Justo aquí al lado, en Francia, tienen unas cuantas cosas de las que carecemos. Una de ellas es el Bac. ¿Y qué es el Bac?, se preguntarán sin duda muchos de ustedes. Pues el Bac –apócope familiar de Baccalauréat– es el título que se obtiene tras superar, al término de los estudios secundarios, un examen, conocido con el mismo nombre. No vayan a creer, con todo, que el Bac equivale a nuestro Bachillerato. Para nada. Ni siquiera la etimología es la misma. La forma francesa incluye un “laureado” que indica ya a las claras que con el título se está reconociendo el mérito del candidato que lo ha logrado, lo que no se da en la correspondiente española. Por lo demás, el Bachillerato es una etapa de la enseñanza media posobligatoria que da acceso a un título –hoy en día incluso con una asignatura suspendida–, mientras que el Bac, insisto, es ante todo un examen. Un señor examen.
No hace falta añadir que por estos pagos la simple posibilidad de un examen de este tipo se antoja una quimera. Cada vez que se ha planteado su introducción, la izquierda y el nacionalismo, con sus correspondientes franquicias sindicales y asociativas, debidamente paniaguadas, han sacado a pasear el espantajo de la vieja reválida del franquismo. Poco importa que la excepción, en este punto, no sea Francia, sino la propia España, en la medida en que todos los países de nuestro entorno disponen de una prueba selectiva semejante que garantiza haber alcanzado los conocimientos mínimos necesarios. Pero es que el Bac, decía, es además un señor examen. Un examen para el que uno se prepara, como lo demuestra la existencia de centros dedicados a ello. Un examen único, es decir, el mismo –el temario sólo difiere en lo tocante a la especificidad de la vía escogida– para todos los estudiantes franceses. Un examen donde el rigor no sólo está, sino que se le espera. En definitiva, lo que es, mutatis mutandis, el MIR sanitario en España.

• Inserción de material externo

//! Client-side form rules. Each field reports only its first failing rule.

use crate::error::AppError;
use crate::models::{ProjectPriority, ProjectStatus, Project, UserRecord};
use crate::permissions::Role;
use crate::requests::{split_technologies, CreateUserRequest, ProjectRequest, UpdateUserRequest};
use chrono::NaiveDate;
use std::borrow::Cow;
use validator::{Validate, ValidationError, ValidationErrors};

pub const MAX_BUDGET: f64 = 999_999_999.0;

const PASSWORD_SPECIALS: &str = "!@#$%^&*(),.?\":{}|<>";

/// Whether a form creates a new record or edits an existing one.
#[derive(Debug, Clone, Copy, PartialEq, Eq)]
pub enum FormMode {
    Create,
    Edit,
}

fn rule(code: &'static str, message: &'static str) -> ValidationError {
    let mut err = ValidationError::new(code);
    err.message = Some(Cow::Borrowed(message));
    err
}

fn fail(code: &'static str, message: &'static str) -> Result<(), ValidationError> {
    Err(rule(code, message))
}

fn char_len(s: &str) -> usize {
    s.chars().count()
}

/// `local@domain.tld` with no whitespace and exactly one `@`.
pub fn is_valid_email(email: &str) -> bool {
    if email.chars().any(char::is_whitespace) {
        return false;
    }
    let Some((local, domain)) = email.split_once('@') else {
        return false;
    };
    if local.is_empty() || domain.contains('@') {
        return false;
    }
    domain
        .char_indices()
        .any(|(i, c)| c == '.' && i > 0 && i + 1 < domain.len())
}

fn check_full_name(name: &str) -> Result<(), ValidationError> {
    let name = name.trim();
    if name.is_empty() {
        return fail("required", "Full name is required");
    }
    if char_len(name) < 2 {
        return fail("min_length", "Name must be at least 2 characters");
    }
    if char_len(name) > 50 {
        return fail("max_length", "Name must be less than 50 characters");
    }
    Ok(())
}

fn check_email(email: &str) -> Result<(), ValidationError> {
    if email.trim().is_empty() {
        return fail("required", "Email is required");
    }
    if !is_valid_email(email) {
        return fail("email", "Please enter a valid email address");
    }
    Ok(())
}

fn check_password(password: &str) -> Result<(), ValidationError> {
    if password.is_empty() {
        return fail("required", "Password is required");
    }
    if char_len(password) < 8 {
        return fail("min_length", "Password must be at least 8 characters");
    }
    if !password.chars().any(|c| c.is_ascii_uppercase()) {
        return fail("uppercase", "Password must contain at least one uppercase letter");
    }
    if !password.chars().any(|c| c.is_ascii_lowercase()) {
        return fail("lowercase", "Password must contain at least one lowercase letter");
    }
    if !password.chars().any(|c| c.is_ascii_digit()) {
        return fail("number", "Password must contain at least one number");
    }
    if !password.chars().any(|c| PASSWORD_SPECIALS.contains(c)) {
        return fail("special", "Password must contain at least one special character");
    }
    Ok(())
}

fn check_role(role: &str) -> Result<(), ValidationError> {
    match Role::parse(role) {
        Some(_) => Ok(()),
        None => fail("required", "Please select a role"),
    }
}

fn check_project_name(name: &str) -> Result<(), ValidationError> {
    let name = name.trim();
    if name.is_empty() {
        return fail("required", "Project name is required");
    }
    if char_len(name) < 3 {
        return fail("min_length", "Project name must be at least 3 characters");
    }
    if char_len(name) > 100 {
        return fail("max_length", "Project name must be less than 100 characters");
    }
    Ok(())
}

fn check_description(description: &str) -> Result<(), ValidationError> {
    let description = description.trim();
    if !description.is_empty() && char_len(description) < 10 {
        return fail("min_length", "Description must be at least 10 characters");
    }
    if char_len(description) > 500 {
        return fail("max_length", "Description must be less than 500 characters");
    }
    Ok(())
}

fn check_status(status: &str) -> Result<(), ValidationError> {
    match ProjectStatus::parse(status) {
        Some(_) => Ok(()),
        None => fail("required", "Please select a status"),
    }
}

fn check_priority(priority: &str) -> Result<(), ValidationError> {
    match ProjectPriority::parse(priority) {
        Some(_) => Ok(()),
        None => fail("required", "Please select a priority"),
    }
}

fn check_budget(budget: &str) -> Result<(), ValidationError> {
    let budget = budget.trim();
    if budget.is_empty() {
        return Ok(());
    }
    let Ok(value) = budget.parse::<f64>() else {
        return fail("number", "Budget must be a number");
    };
    if !value.is_finite() {
        return fail("number", "Budget must be a number");
    }
    if value < 0.0 {
        return fail("negative", "Budget cannot be negative");
    }
    if value > MAX_BUDGET {
        return fail("max", "Budget exceeds maximum limit");
    }
    Ok(())
}

fn check_start_date(date: &str) -> Result<(), ValidationError> {
    if date.trim().is_empty() {
        return fail("required", "Start date is required");
    }
    Ok(())
}

fn check_end_date(date: &str) -> Result<(), ValidationError> {
    if date.trim().is_empty() {
        return fail("required", "End date is required");
    }
    Ok(())
}

/// True when `end` falls before `start`. Dates that are not ISO `YYYY-MM-DD`
/// are compared as text.
pub fn ends_before_start(start: &str, end: &str) -> bool {
    match (
        NaiveDate::parse_from_str(start.trim(), "%Y-%m-%d"),
        NaiveDate::parse_from_str(end.trim(), "%Y-%m-%d"),
    ) {
        (Ok(start), Ok(end)) => end < start,
        _ => end.trim() < start.trim(),
    }
}

/// Create/edit user form state.
#[derive(Debug, Clone, Default, PartialEq, Validate)]
pub struct UserForm {
    #[validate(custom(function = "check_full_name"))]
    pub name: String,
    #[validate(custom(function = "check_email"))]
    pub email: String,
    pub password: String,
    #[validate(custom(function = "check_role"))]
    pub role: String,
}

impl UserForm {
    pub fn from_record(user: &UserRecord) -> Self {
        Self {
            name: user.name.clone(),
            email: user.email.clone(),
            password: String::new(),
            role: Role::parse(&user.role)
                .map(|r| r.as_str().to_string())
                .unwrap_or_default(),
        }
    }

    /// Validate for `mode`. The password is only checked when creating.
    pub fn check(&self, mode: FormMode) -> Result<(), AppError> {
        let mut errors = match self.validate() {
            Ok(()) => ValidationErrors::new(),
            Err(errors) => errors,
        };
        if mode == FormMode::Create {
            if let Err(err) = check_password(&self.password) {
                errors.add("password", err);
            }
        }
        if errors.is_empty() {
            Ok(())
        } else {
            Err(errors.into())
        }
    }

    pub fn create_request(&self) -> CreateUserRequest {
        CreateUserRequest {
            name: self.name.trim().to_string(),
            email: self.email.trim().to_string(),
            password: self.password.clone(),
            role: self.role.clone(),
        }
    }

    pub fn update_request(&self) -> UpdateUserRequest {
        UpdateUserRequest {
            name: self.name.trim().to_string(),
            email: self.email.trim().to_string(),
            role: self.role.clone(),
        }
    }
}

/// Create/edit project form state. Text inputs are kept as typed.
#[derive(Debug, Clone, Default, PartialEq, Validate)]
pub struct ProjectForm {
    #[validate(custom(function = "check_project_name"))]
    pub name: String,
    #[validate(custom(function = "check_description"))]
    pub description: String,
    #[validate(custom(function = "check_status"))]
    pub status: String,
    #[validate(custom(function = "check_priority"))]
    pub priority: String,
    /// Comma separated.
    pub technologies: String,
    #[validate(custom(function = "check_budget"))]
    pub budget: String,
    #[validate(custom(function = "check_start_date"))]
    pub start_date: String,
    #[validate(custom(function = "check_end_date"))]
    pub end_date: String,
    pub team_members: Vec<String>,
}

impl ProjectForm {
    pub fn from_project(project: &Project) -> Self {
        Self {
            name: project.name.clone(),
            description: project.description.clone().unwrap_or_default(),
            status: project.status.clone(),
            priority: project.priority.clone(),
            technologies: project.technologies.join(", "),
            budget: project.budget.map(|b| b.to_string()).unwrap_or_default(),
            start_date: date_input_value(project.start_date.as_deref()),
            end_date: date_input_value(project.end_or_due_date()),
            team_members: project
                .team()
                .iter()
                .filter_map(|m| m.member_id().map(str::to_string))
                .collect(),
        }
    }

    pub fn check(&self) -> Result<(), AppError> {
        let mut errors = match self.validate() {
            Ok(()) => ValidationErrors::new(),
            Err(errors) => errors,
        };
        let dates_present = !errors.field_errors().contains_key("start_date")
            && !errors.field_errors().contains_key("end_date");
        if dates_present && ends_before_start(&self.start_date, &self.end_date) {
            errors.add(
                "end_date",
                rule("order", "End date must be after start date"),
            );
        }
        if errors.is_empty() {
            Ok(())
        } else {
            Err(errors.into())
        }
    }

    pub fn to_request(&self) -> ProjectRequest {
        ProjectRequest {
            name: self.name.trim().to_string(),
            description: self.description.trim().to_string(),
            status: self.status.clone(),
            priority: self.priority.clone(),
            technologies: split_technologies(&self.technologies),
            budget: self.budget.trim().parse::<f64>().unwrap_or(0.0),
            start_date: self.start_date.trim().to_string(),
            end_date: self.end_date.trim().to_string(),
            team_members: self.team_members.clone(),
        }
    }
}

/// Trim a server timestamp down to the `YYYY-MM-DD` a date input expects.
fn date_input_value(raw: Option<&str>) -> String {
    raw.map(|s| s.get(..10).unwrap_or(s).to_string())
        .unwrap_or_default()
}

Así las cosas, no hace mucho me topé en Le Figaro con una noticia que me llamó enormemente la atención. Una novelista y ensayista francesa, Sylvie Germain, galardonada entre otros premios con el Fémina y el Goncourt para estudiantes, había sido amenazada de muerte en las redes sociales por un fragmento de una novela suya, Días de cólera –la que le había valido en 1989 el Fémina, precisamente–, utilizado en el temario de la prueba de francés del Bac de este año. Lo asombroso no era tanto que una escritora pudiera recibir amenazas de tal calibre en las redes –en la jungla digital hay de todo, en especial cuando se interviene con la impunidad del anonimato–, sino el motivo que supuestamente asistía a cuantos recurrían a ellas o, sin ir tan lejos, usaban el insulto y el exabrupto para descalificar a Germain y su texto. Nada tenía que ver con el contenido. Ninguna relación tampoco con la ideología, sea cual sea, de la autora. La causa de la campaña de acoso que había puesto en marcha esa tropa de desalmados era la dificultad del texto. Su léxico, las metáforas empleadas, su presunta falta de conexión con los problemas del presente. Detrás de ese rechazo, propio sin duda de quienes habían suspendido esa parte del examen, estaba también la convicción de que el esfuerzo y el trabajo no tienen en el mundo de hoy ningún valor ni deberían merecer premio alguno.
No está de más apuntar, antes de concluir, que en las redes mismas y fuera de ellas ha habido también muchas reacciones de signo contrario, protagonizadas tanto por estudiantes como sobre todo por docentes, que no sólo han alzado la voz en defensa de la víctima –por cierto, ¿qué culpa tenía Sylvie Germain de que el Ministerio hubiera elegido el fragmento de un libro suyo?–, sino que también han denunciado la tendencia contemporánea de los jóvenes –y de sus progenitores en la medida que les toca educativamente hablando– a considerar que ningún obstáculo tiene derecho a interponerse en su camino hacia la felicidad. Lo que acaso no sepan en Francia es que los políticos y pedagogos que han impulsado el modelo educativo español llevan al menos tres largas décadas favoreciendo en los cenáculos administrativos y académicos y en las propias aulas esta promesa de felicidad que el Bac les niega a algunos de los jóvenes que deben superarlo. Confiemos, para el bien de todos los franceses, en que sigan igual de desinformados, no vaya a tener algún gestor público del país vecino la ocurrencia de tomarnos como modelo.